===== Dataset content
//! Citizen spawner for seeding the demo colony.
//!
//! At startup the spawner hires the configured number of builders and
//! deliverymen, gives each a name from the pool, registers their job with
//! the colony and their AI with the scheduler. Citizen ids are handed out
//! from 1 upwards, builders first.

use colony_core::config::ColonyConfig;
use colony_core::scheduler::Scheduler;
use colony_types::{CitizenId, CitizenState};
use rand::rngs::StdRng;
use rand::{Rng, SeedableRng};
use tracing::info;

use crate::citizens::{Role, citizen_agent};
use crate::colony::SharedColony;
use crate::error::EngineError;

// -----------------------------------------------------------------------
// Name pool
// -----------------------------------------------------------------------

/// Built-in pool of citizen names. The spawner samples without replacement
/// and falls back to numbered names once the pool runs dry.
const NAME_POOL: &[&str] = &[
    "Alder", "Birch", "Cedar", "Dusk", "Ember", "Fern", "Grove", "Haze",
    "Iris", "Juniper", "Kestrel", "Lark", "Moss", "Nettle", "Oak", "Pine",
    "Quill", "Reed", "Sage", "Thorn", "Umber", "Vale", "Wren", "Yarrow",
];

// -----------------------------------------------------------------------
// Spawning result
// -----------------------------------------------------------------------

/// One hired citizen.
#[derive(Debug, Clone, PartialEq, Eq)]
pub struct SpawnedCitizen {
    /// The citizen's id.
    pub id: CitizenId,
    /// Display name.
    pub name: String,
    /// The job they were hired for.
    pub role: Role,
}

/// Hire the configured citizens into `colony` and register their agents.
///
/// # Errors
///
/// Returns [`EngineError::Spawner`] if the head count does not fit the
/// citizen id range.
pub fn spawn_citizens(
    config: &ColonyConfig,
    colony: &SharedColony,
    scheduler: &mut Scheduler<CitizenState>,
) -> Result<Vec<SpawnedCitizen>, EngineError> {
    let total = config
        .builders
        .checked_add(config.deliverymen)
        .ok_or_else(|| EngineError::Spawner {
            message: format!(
                "{} builders and {} deliverymen exceed the citizen id range",
                config.builders, config.deliverymen
            ),
        })?;

    let mut rng = StdRng::seed_from_u64(config.seed);
    let names = pick_names(&mut rng, total)?;

    let roles = std::iter::repeat_n(Role::Builder, usize_from(config.builders)?)
        .chain(std::iter::repeat_n(Role::Deliveryman, usize_from(config.deliverymen)?));

    let mut spawned = Vec::with_capacity(names.len());
    for ((raw, name), role) in (1..=total).zip(names).zip(roles) {
        let id = CitizenId::new(raw).ok_or_else(|| EngineError::Spawner {
            message: format!("citizen id {raw} is reserved"),
        })?;

        {
            let mut host = colony.borrow_mut();
            match role {
                Role::Builder => host.add_builder(id),
                Role::Deliveryman => host.add_deliveryman(id),
            }
        }
        let agent = citizen_agent(role, id, SharedColony::clone(colony));
        let _ = scheduler.register(id, Box::new(agent));

        info!(citizen = %id, %name, ?role, "citizen hired");
        spawned.push(SpawnedCitizen { id, name, role });
    }

    info!(
        colony = %colony.borrow().name(),
        builders = config.builders,
        deliverymen = config.deliverymen,
        "citizens spawned"
    );
    Ok(spawned)
}

fn usize_from(count: u32) -> Result<usize, EngineError> {
    usize::try_from(count).map_err(|_conversion_err| EngineError::Spawner {
        message: format!("head count {count} exceeds usize range"),
    })
}

/// Pick `count` names, unique while the pool lasts.
fn pick_names<R: Rng>(rng: &mut R, count: u32) -> Result<Vec<String>, EngineError> {
    let count = usize_from(count)?;
    let pool_len = NAME_POOL.len();

    // Fisher-Yates partial shuffle over the pool indices.
    let mut indices: Vec<usize> = (0..pool_len).collect();
    let shuffled = count.min(pool_len);
    for i in 0..shuffled {
        let j = rng.random_range(i..pool_len);
        indices.swap(i, j);
    }

    let mut names = Vec::with_capacity(count);
    for &idx in indices.iter().take(shuffled) {
        let name = NAME_POOL
            .get(idx)
            .map(|s| String::from(*s))
            .ok_or_else(|| EngineError::Spawner {
                message: format!("name pool index {idx} out of bounds"),
            })?;
        names.push(name);
    }
    for n in shuffled..count {
        names.push(format!("Citizen-{}", n.saturating_add(1)));
    }
    Ok(names)
}

#[cfg(test)]
#[allow(clippy::unwrap_used)]
mod tests {
    use std::collections::BTreeSet;

    use colony_workorders::ColonyContext;

    use super::*;
    use crate::colony::Colony;

    #[test]
    fn hires_builders_then_deliverymen() {
        let config = ColonyConfig {
            builders: 2,
            deliverymen: 3,
            ..ColonyConfig::default()
        };
        let colony = Colony::new(&config).into_shared();
        let mut scheduler: Scheduler<CitizenState> = Scheduler::new();

        let spawned = spawn_citizens(&config, &colony, &mut scheduler).unwrap();
        assert_eq!(spawned.len(), 5);
        assert_eq!(scheduler.len(), 5);
        let roles: Vec<Role> = spawned.iter().map(|c| c.role).collect();
        assert_eq!(
            roles,
            vec![
                Role::Builder,
                Role::Builder,
                Role::Deliveryman,
                Role::Deliveryman,
                Role::Deliveryman
            ]
        );
        assert_eq!(spawned.first().unwrap().id.get(), 1);

        let host = colony.borrow();
        assert_eq!(host.site().available_builders().len(), 2);
        assert!(host.deliveryman(CitizenId::new(5).unwrap()).is_some());
        assert_eq!(
            scheduler.current_state(CitizenId::new(3).unwrap()),
            Some(CitizenState::Init)
        );
    }

    #[test]
    fn names_are_unique_and_seeded() {
        let mut a = StdRng::seed_from_u64(7);
        let mut b = StdRng::seed_from_u64(7);
        let first = pick_names(&mut a, 10).unwrap();
        assert_eq!(first, pick_names(&mut b, 10).unwrap());
        assert_eq!(first.iter().collect::<BTreeSet<_>>().len(), 10);
    }

    #[test]
    fn large_colonies_get_numbered_names() {
        let mut rng = StdRng::seed_from_u64(1);
        let names = pick_names(&mut rng, 30).unwrap();
        assert_eq!(names.len(), 30);
        assert_eq!(names.last().map(String::as_str), Some("Citizen-30"));
        assert_eq!(names.iter().collect::<BTreeSet<_>>().len(), 30);
    }
}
==========
Problem to solve:
Repeat each entry above exactly as it appears.

Exercise result:
//! Citizen spawner for seeding the demo colony.
//!
//! At startup the spawner hires the configured number of builders and
//! deliverymen, gives each a name from the pool, registers their job with
//! the colony and their AI with the scheduler. Citizen ids are handed out
//! from 1 upwards, builders first.

use colony_core::config::ColonyConfig;
use colony_core::scheduler::Scheduler;
use colony_types::{CitizenId, CitizenState};
use rand::rngs::StdRng;
use rand::{Rng, SeedableRng};
use tracing::info;

use crate::citizens::{Role, citizen_agent};
use crate::colony::SharedColony;
use crate::error::EngineError;

// -----------------------------------------------------------------------
// Name pool
// -----------------------------------------------------------------------

/// Built-in pool of citizen names. The spawner samples without replacement
/// and falls back to numbered names once the pool runs dry.
const NAME_POOL: &[&str] = &[
    "Alder", "Birch", "Cedar", "Dusk", "Ember", "Fern", "Grove", "Haze",
    "Iris", "Juniper", "Kestrel", "Lark", "Moss", "Nettle", "Oak", "Pine",
    "Quill", "Reed", "Sage", "Thorn", "Umber", "Vale", "Wren", "Yarrow",
];

// -----------------------------------------------------------------------
// Spawning result
// -----------------------------------------------------------------------

/// One hired citizen.
#[derive(Debug, Clone, PartialEq, Eq)]
pub struct SpawnedCitizen {
    /// The citizen's id.
    pub id: CitizenId,
    /// Display name.
    pub name: String,
    /// The job they were hired for.
    pub role: Role,
}

/// Hire the configured citizens into `colony` and register their agents.
///
/// # Errors
///
/// Returns [`EngineError::Spawner`] if the head count does not fit the
/// citizen id range.
pub fn spawn_citizens(
    config: &ColonyConfig,
    colony: &SharedColony,
    scheduler: &mut Scheduler<CitizenState>,
) -> Result<Vec<SpawnedCitizen>, EngineError> {
    let total = config
        .builders
        .checked_add(config.deliverymen)
        .ok_or_else(|| EngineError::Spawner {
            message: format!(
                "{} builders and {} deliverymen exceed the citizen id range",
                config.builders, config.deliverymen
            ),
        })?;

    let mut rng = StdRng::seed_from_u64(config.seed);
    let names = pick_names(&mut rng, total)?;

    let roles = std::iter::repeat_n(Role::Builder, usize_from(config.builders)?)
        .chain(std::iter::repeat_n(Role::Deliveryman, usize_from(config.deliverymen)?));

    let mut spawned = Vec::with_capacity(names.len());
    for ((raw, name), role) in (1..=total).zip(names).zip(roles) {
        let id = CitizenId::new(raw).ok_or_else(|| EngineError::Spawner {
            message: format!("citizen id {raw} is reserved"),
        })?;

        {
            let mut host = colony.borrow_mut();
            match role {
                Role::Builder => host.add_builder(id),
                Role::Deliveryman => host.add_deliveryman(id),
            }
        }
        let agent = citizen_agent(role, id, SharedColony::clone(colony));
        let _ = scheduler.register(id, Box::new(agent));

        info!(citizen = %id, %name, ?role, "citizen hired");
        spawned.push(SpawnedCitizen { id, name, role });
    }

    info!(
        colony = %colony.borrow().name(),
        builders = config.builders,
        deliverymen = config.deliverymen,
        "citizens spawned"
    );
    Ok(spawned)
}

fn usize_from(count: u32) -> Result<usize, EngineError> {
    usize::try_from(count).map_err(|_conversion_err| EngineError::Spawner {
        message: format!("head count {count} exceeds usize range"),
    })
}

/// Pick `count` names, unique while the pool lasts.
fn pick_names<R: Rng>(rng: &mut R, count: u32) -> Result<Vec<String>, EngineError> {
    let count = usize_from(count)?;
    let pool_len = NAME_POOL.len();

    // Fisher-Yates partial shuffle over the pool indices.
    let mut indices: Vec<usize> = (0..pool_len).collect();
    let shuffled = count.min(pool_len);
    for i in 0..shuffled {
        let j = rng.random_range(i..pool_len);
        indices.swap(i, j);
    }

    let mut names = Vec::with_capacity(count);
    for &idx in indices.iter().take(shuffled) {
        let name = NAME_POOL
            .get(idx)
            .map(|s| String::from(*s))
            .ok_or_else(|| EngineError::Spawner {
                message: format!("name pool index {idx} out of bounds"),
            })?;
        names.push(name);
    }
    for n in shuffled..count {
        names.push(format!("Citizen-{}", n.saturating_add(1)));
    }
    Ok(names)
}

#[cfg(test)]
#[allow(clippy::unwrap_used)]
mod tests {
    use std::collections::BTreeSet;

    use colony_workorders::ColonyContext;

    use super::*;
    use crate::colony::Colony;

    #[test]
    fn hires_builders_then_deliverymen() {
        let config = ColonyConfig {
            builders: 2,
            deliverymen: 3,
            ..ColonyConfig::default()
        };
        let colony = Colony::new(&config).into_shared();
        let mut scheduler: Scheduler<CitizenState> = Scheduler::new();

        let spawned = spawn_citizens(&config, &colony, &mut scheduler).unwrap();
        assert_eq!(spawned.len(), 5);
        assert_eq!(scheduler.len(), 5);
        let roles: Vec<Role> = spawned.iter().map(|c| c.role).collect();
        assert_eq!(
            roles,
            vec![
                Role::Builder,
                Role::Builder,
                Role::Deliveryman,
                Role::Deliveryman,
                Role::Deliveryman
            ]
        );
        assert_eq!(spawned.first().unwrap().id.get(), 1);

        let host = colony.borrow();
        assert_eq!(host.site().available_builders().len(), 2);
        assert!(host.deliveryman(CitizenId::new(5).unwrap()).is_some());
        assert_eq!(
            scheduler.current_state(CitizenId::new(3).unwrap()),
            Some(CitizenState::Init)
        );
    }

    #[test]
    fn names_are_unique_and_seeded() {
        let mut a = StdRng::seed_from_u64(7);
        let mut b = StdRng::seed_from_u64(7);
        let first = pick_names(&mut a, 10).unwrap();
        assert_eq!(first, pick_names(&mut b, 10).unwrap());
        assert_eq!(first.iter().collect::<BTreeSet<_>>().len(), 10);
    }

    #[test]
    fn large_colonies_get_numbered_names() {
        let mut rng = StdRng::seed_from_u64(1);
        let names = pick_names(&mut rng, 30).unwrap();
        assert_eq!(names.len(), 30);
        assert_eq!(names.last().map(String::as_str), Some("Citizen-30"));
        assert_eq!(names.iter().collect::<BTreeSet<_>>().len(), 30);
    }
}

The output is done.